--- Data records Enclosed Below ---
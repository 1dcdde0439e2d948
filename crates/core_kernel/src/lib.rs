//! Core Kernel - Foundational types and utilities for the careflow system
//!
//! This crate provides the fundamental building blocks used across all domain modules:
//! - Strongly-typed identifiers for workflows, events, rules, and messages
//! - The tagged `Value` union and dot-path `Context` used by rule evaluation
//! - Port abstractions shared by persistence and integration adapters

pub mod context;
pub mod identifiers;
pub mod metadata;
pub mod ports;

pub use context::{Context, Value};
pub use identifiers::{EventId, MessageId, RuleId, WorkflowId};
pub use metadata::OperationMetadata;
pub use ports::{
    AdapterHealth, AuthConfig, HealthCheckResult, PortError,
};
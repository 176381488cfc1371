pub mod convert;
pub mod dispatch;
pub mod error;
pub mod fallback;
pub mod fs;
pub mod invoke;
pub mod platform;
pub mod runtime;

pub use convert::{convert_document, output_dir_for, validate_input, ConvertRequest};
pub use dispatch::{
    BlockOutcome, BlockReport, ConversionReport, Dispatcher, NoProgress, Progress,
};
pub use error::{ConvertError, ExitCode, RenderError, UsageError, INSTALL_HINT};
pub use invoke::{Invocation, RunOutput};
pub use mermaid_extract::{DiagramBlock, Document, Encoding};
pub use mermaid_render_config::Config;
pub use platform::{HostEnvironment, Launcher, PlatformResolver, UnixResolver, WindowsResolver};
pub use runtime::BundledRuntime;
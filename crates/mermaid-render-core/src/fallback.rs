use std::path::{Path, PathBuf};

use html_escape::{encode_double_quoted_attribute, encode_safe};

use crate::fs::write_atomic;

/// Path of the browser-renderable substitute for a diagram source file.
pub fn fallback_path(source_path: &Path) -> PathBuf {
    let mut name = source_path.as_os_str().to_os_string();
    name.push(".html");
    PathBuf::from(name)
}

/// Writes a minimal page that renders `source` client-side with mermaid.js.
pub fn write_fallback(
    source_path: &Path,
    source: &str,
    script_url: &str,
) -> std::io::Result<PathBuf> {
    let path = fallback_path(source_path);
    write_atomic(&path, &fallback_document(source, script_url))?;
    Ok(path)
}

pub fn fallback_document(source: &str, script_url: &str) -> String {
    format!(
        r#"<!DOCTYPE html>
<html>
<head>
<meta charset="utf-8">
<script src="{script}"></script>
<style>body {{ margin: 0; }}</style>
</head>
<body>
<pre class="mermaid">
{diagram}
</pre>
<script>mermaid.initialize({{ startOnLoad: true }});</script>
</body>
</html>
"#,
        script = encode_double_quoted_attribute(script_url),
        diagram = encode_safe(source),
    )
}

#[cfg(test)]
mod tests {
    use super::*;

    #[test]
    fn appends_html_to_source_name() {
        assert_eq!(
            fallback_path(Path::new("doc_diagrams/diagram_3.mmd")),
            PathBuf::from("doc_diagrams/diagram_3.mmd.html")
        );
    }

    #[test]
    fn escapes_diagram_text() {
        let html = fallback_document("graph TD; A-->B<br>\"q\"", "https://cdn.example/mermaid.js");

        assert!(html.contains("graph TD; A--&gt;B&lt;br&gt;&quot;q&quot;"));
        assert!(html.contains(r#"<script src="https://cdn.example/mermaid.js"></script>"#));
        assert!(html.contains("mermaid.initialize({ startOnLoad: true });"));
    }

    #[test]
    fn quotes_cannot_escape_the_script_attribute() {
        let html = fallback_document("pie", "https://cdn.example/m.js\" onload=\"x");

        assert!(html.contains(r#"src="https://cdn.example/m.js&quot; onload=&quot;x""#));
    }
}
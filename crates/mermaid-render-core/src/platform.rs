//! Locating the renderer executable.
//!
//! Each supported platform gets its own [`PlatformResolver`]; the one for the
//! running target is chosen once by [`current`]. Call sites only ever see the
//! resulting [`Launcher`].

use std::env;
use std::ffi::OsString;
use std::path::{Path, PathBuf};

use mermaid_render_config::{RenderSettings, RuntimeSettings};
use tracing::{info, warn};

use crate::error::RenderError;
use crate::invoke::Invocation;
use crate::runtime::{BundledRuntime, RuntimeLayout, UNIX_LAYOUT, WINDOWS_LAYOUT};

const BUNDLED_DIR_NAME: &str = "nodejs";
const TOOL_RUNNER: &str = "npx";

pub trait PlatformResolver {
    fn locate_renderer(&self, runtime: &RuntimeSettings) -> Result<Launcher, RenderError>;
}

/// Process facts captured once at startup.
#[derive(Debug, Clone, Default)]
pub struct HostEnvironment {
    pub search_path: Option<OsString>,
    pub exe_dir: Option<PathBuf>,
}

impl HostEnvironment {
    pub fn capture() -> Self {
        Self {
            search_path: env::var_os("PATH"),
            exe_dir: env::current_exe()
                .ok()
                .and_then(|exe| exe.parent().map(Path::to_path_buf)),
        }
    }

    fn find_on_path(&self, name: &str) -> Option<PathBuf> {
        let search_path = self.search_path.as_ref()?;
        env::split_paths(search_path)
            .map(|dir| dir.join(name))
            .find(|candidate| candidate.is_file())
    }
}

#[derive(Debug, Clone)]
pub struct UnixResolver {
    host: HostEnvironment,
}

impl UnixResolver {
    pub fn new(host: HostEnvironment) -> Self {
        Self { host }
    }
}

impl PlatformResolver for UnixResolver {
    fn locate_renderer(&self, runtime: &RuntimeSettings) -> Result<Launcher, RenderError> {
        locate_with(&UNIX_LAYOUT, &self.host, runtime)
    }
}

#[derive(Debug, Clone)]
pub struct WindowsResolver {
    host: HostEnvironment,
}

impl WindowsResolver {
    pub fn new(host: HostEnvironment) -> Self {
        Self { host }
    }
}

impl PlatformResolver for WindowsResolver {
    fn locate_renderer(&self, runtime: &RuntimeSettings) -> Result<Launcher, RenderError> {
        locate_with(&WINDOWS_LAYOUT, &self.host, runtime)
    }
}

/// The resolver for the platform this binary was built for.
pub fn current() -> Box<dyn PlatformResolver> {
    let host = HostEnvironment::capture();
    if cfg!(windows) {
        Box::new(WindowsResolver::new(host))
    } else {
        Box::new(UnixResolver::new(host))
    }
}

/// How the renderer gets launched for the rest of the run.
#[derive(Debug)]
pub enum Launcher {
    /// A renderer executable invoked directly.
    Direct { program: PathBuf },
    /// The system tool runner fetching and running the renderer package.
    ToolRunner { program: PathBuf },
    /// The tool runner shipped with a private runtime.
    Bundled(BundledRuntime),
}

impl Launcher {
    pub fn describe(&self) -> String {
        match self {
            Launcher::Direct { program } => format!("renderer {}", program.display()),
            Launcher::ToolRunner { program } => format!("tool runner {}", program.display()),
            Launcher::Bundled(runtime) => {
                format!("bundled runtime {}", runtime.root().display())
            }
        }
    }

    /// Invocations to attempt in order; later entries are used only if earlier
    /// ones fail to spawn.
    pub fn invocations(
        &self,
        runtime: &RuntimeSettings,
        render: &RenderSettings,
        input: &Path,
        output: &Path,
    ) -> Vec<Invocation> {
        let finish = |invocation: Invocation| {
            invocation.render_args(input, output, &render.theme, &render.background)
        };

        match self {
            Launcher::Direct { program } => vec![finish(Invocation::new("renderer", program))],
            Launcher::ToolRunner { program } => vec![finish(
                Invocation::new("tool-runner", program)
                    .arg("-p")
                    .arg(&runtime.package)
                    .arg(&runtime.command),
            )],
            Launcher::Bundled(bundled) => {
                let launcher = Invocation::new("bundled-launcher", bundled.launcher())
                    .arg("-p")
                    .arg(&runtime.package)
                    .arg(&runtime.command);
                let script = Invocation::new("bundled-script", bundled.node())
                    .arg(bundled.launcher_script())
                    .arg("-p")
                    .arg(&runtime.package)
                    .arg(&runtime.command);
                vec![
                    bundled.configure(finish(launcher)),
                    bundled.configure(finish(script)),
                ]
            }
        }
    }
}

fn locate_with(
    layout: &RuntimeLayout,
    host: &HostEnvironment,
    runtime: &RuntimeSettings,
) -> Result<Launcher, RenderError> {
    if let Some(renderer) = &runtime.renderer {
        if renderer.is_file() {
            info!(op = "platform::locate", renderer = %renderer.display(), "using configured renderer");
            return Ok(Launcher::Direct {
                program: renderer.clone(),
            });
        }
        warn!(
            op = "platform::locate",
            renderer = %renderer.display(),
            "configured renderer does not exist; searching elsewhere"
        );
    }

    let bundled_root = runtime.bundled_dir.clone().or_else(|| {
        host.exe_dir
            .as_ref()
            .map(|dir| dir.join(BUNDLED_DIR_NAME))
            .filter(|dir| dir.is_dir())
    });
    if let Some(root) = bundled_root {
        if let Some(bundled) = BundledRuntime::acquire(&root, layout)? {
            return Ok(Launcher::Bundled(bundled));
        }
    }

    let installed = format!("{}{}", runtime.command, layout.shim_suffix);
    if let Some(program) = host.find_on_path(&installed) {
        info!(op = "platform::locate", renderer = %program.display(), "using installed renderer");
        return Ok(Launcher::Direct { program });
    }

    let tool_runner = format!("{TOOL_RUNNER}{}", layout.shim_suffix);
    if let Some(program) = host.find_on_path(&tool_runner) {
        info!(op = "platform::locate", tool_runner = %program.display(), "using tool runner");
        return Ok(Launcher::ToolRunner { program });
    }

    warn!(op = "platform::locate", "no renderer, bundled runtime or tool runner found");
    Err(RenderError::runtime_unavailable())
}
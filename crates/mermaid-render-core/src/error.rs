use std::io;
use std::path::PathBuf;
use std::time::Duration;

use mermaid_extract::FencePatternError;
use thiserror::Error;

pub const INSTALL_HINT: &str =
    "install Node.js, then run: npm install -g @mermaid-js/mermaid-cli";

#[derive(Debug, Clone, Copy, PartialEq, Eq)]
#[repr(u8)]
pub enum ExitCode {
    Success = 0,
    Usage = 1,
    Io = 2,
}

/// Bad invocation, detected before any work starts.
#[derive(Debug, Error)]
pub enum UsageError {
    #[error("File '{}' not found.", .0.display())]
    NotFound(PathBuf),

    #[error("Please provide a markdown file (.md extension): '{}'", .0.display())]
    WrongExtension(PathBuf),
}

/// Errors that abort the whole run.
#[derive(Debug, Error)]
pub enum ConvertError {
    #[error(transparent)]
    Usage(#[from] UsageError),

    #[error("failed to read {}: {source}", .path.display())]
    ReadDocument { path: PathBuf, source: io::Error },

    #[error("failed to create output directory {}: {source}", .path.display())]
    CreateOutputDir { path: PathBuf, source: io::Error },

    #[error("invalid fence language '{language}': {source}")]
    Pattern {
        language: String,
        source: FencePatternError,
    },
}

impl ConvertError {
    pub fn exit_code(&self) -> ExitCode {
        match self {
            Self::Usage(_) => ExitCode::Usage,
            Self::ReadDocument { .. } | Self::CreateOutputDir { .. } | Self::Pattern { .. } => {
                ExitCode::Io
            }
        }
    }
}

/// Per-block failure; never aborts the run.
#[derive(Debug, Error)]
pub enum RenderError {
    #[error("renderer timed out after {}s", .0.as_secs())]
    Timeout(Duration),

    #[error("renderer exited with {}: {stderr}", describe_exit(.code))]
    NonZeroExit { code: Option<i32>, stderr: String },

    #[error("renderer runtime not available; {hint}")]
    RuntimeUnavailable { hint: String },

    #[error("failed to launch {program}: {source}")]
    Spawn { program: String, source: io::Error },

    #[error("i/o error: {0}")]
    Io(#[from] io::Error),
}

impl RenderError {
    pub fn runtime_unavailable() -> Self {
        Self::RuntimeUnavailable {
            hint: INSTALL_HINT.to_owned(),
        }
    }
}

fn describe_exit(code: &Option<i32>) -> String {
    match code {
        Some(code) => format!("status {code}"),
        None => "no status (terminated by signal)".to_owned(),
    }
}
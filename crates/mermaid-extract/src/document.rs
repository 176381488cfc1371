use std::fs::File;
use std::io::{self, BufReader, Read};
use std::path::{Path, PathBuf};

const UTF8_BOM: &[u8] = &[0xEF, 0xBB, 0xBF];

#[derive(Debug, Clone, Copy, PartialEq, Eq)]
pub enum Encoding {
    Utf8,
    /// Byte-preserving fallback: each byte maps to the code point of the same value.
    Latin1,
}

/// Decoded markdown input.
#[derive(Debug, Clone)]
pub struct Document {
    pub path: Option<PathBuf>,
    pub text: String,
    pub encoding: Encoding,
}

impl Document {
    pub fn read(path: &Path) -> io::Result<Self> {
        let file = File::open(path)?;
        let mut reader = BufReader::new(file);
        let mut document = Self::from_reader(&mut reader)?;
        document.path = Some(path.to_path_buf());
        Ok(document)
    }

    pub fn from_reader<R: Read>(reader: &mut BufReader<R>) -> io::Result<Self> {
        let mut bytes = Vec::new();
        reader.read_to_end(&mut bytes)?;
        Ok(Self::from_bytes(bytes))
    }

    pub fn from_bytes(bytes: Vec<u8>) -> Self {
        let (text, encoding) = decode(bytes);
        Self {
            path: None,
            text,
            encoding,
        }
    }
}

/// Decodes as UTF-8, retrying as Latin-1 when the input is not valid UTF-8.
pub fn decode(bytes: Vec<u8>) -> (String, Encoding) {
    let bytes = match bytes.strip_prefix(UTF8_BOM) {
        Some(rest) => rest.to_vec(),
        None => bytes,
    };

    match String::from_utf8(bytes) {
        Ok(text) => (text, Encoding::Utf8),
        Err(err) => (decode_latin1(err.as_bytes()), Encoding::Latin1),
    }
}

fn decode_latin1(bytes: &[u8]) -> String {
    bytes.iter().map(|&byte| char::from(byte)).collect()
}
--- End of Enclosed Data records ---
* _How to complete this task_: Repeat the data word for word, starting at its first line and stopping after the line that contains "This crate provides".

* _Reply_:
repository 1dcdde0439e2d948
filename crates/core_kernel/src/lib.rs
//! Core Kernel - Foundational types and utilities for the careflow system
//!
//! This crate provides the fundamental building blocks used across all domain modules:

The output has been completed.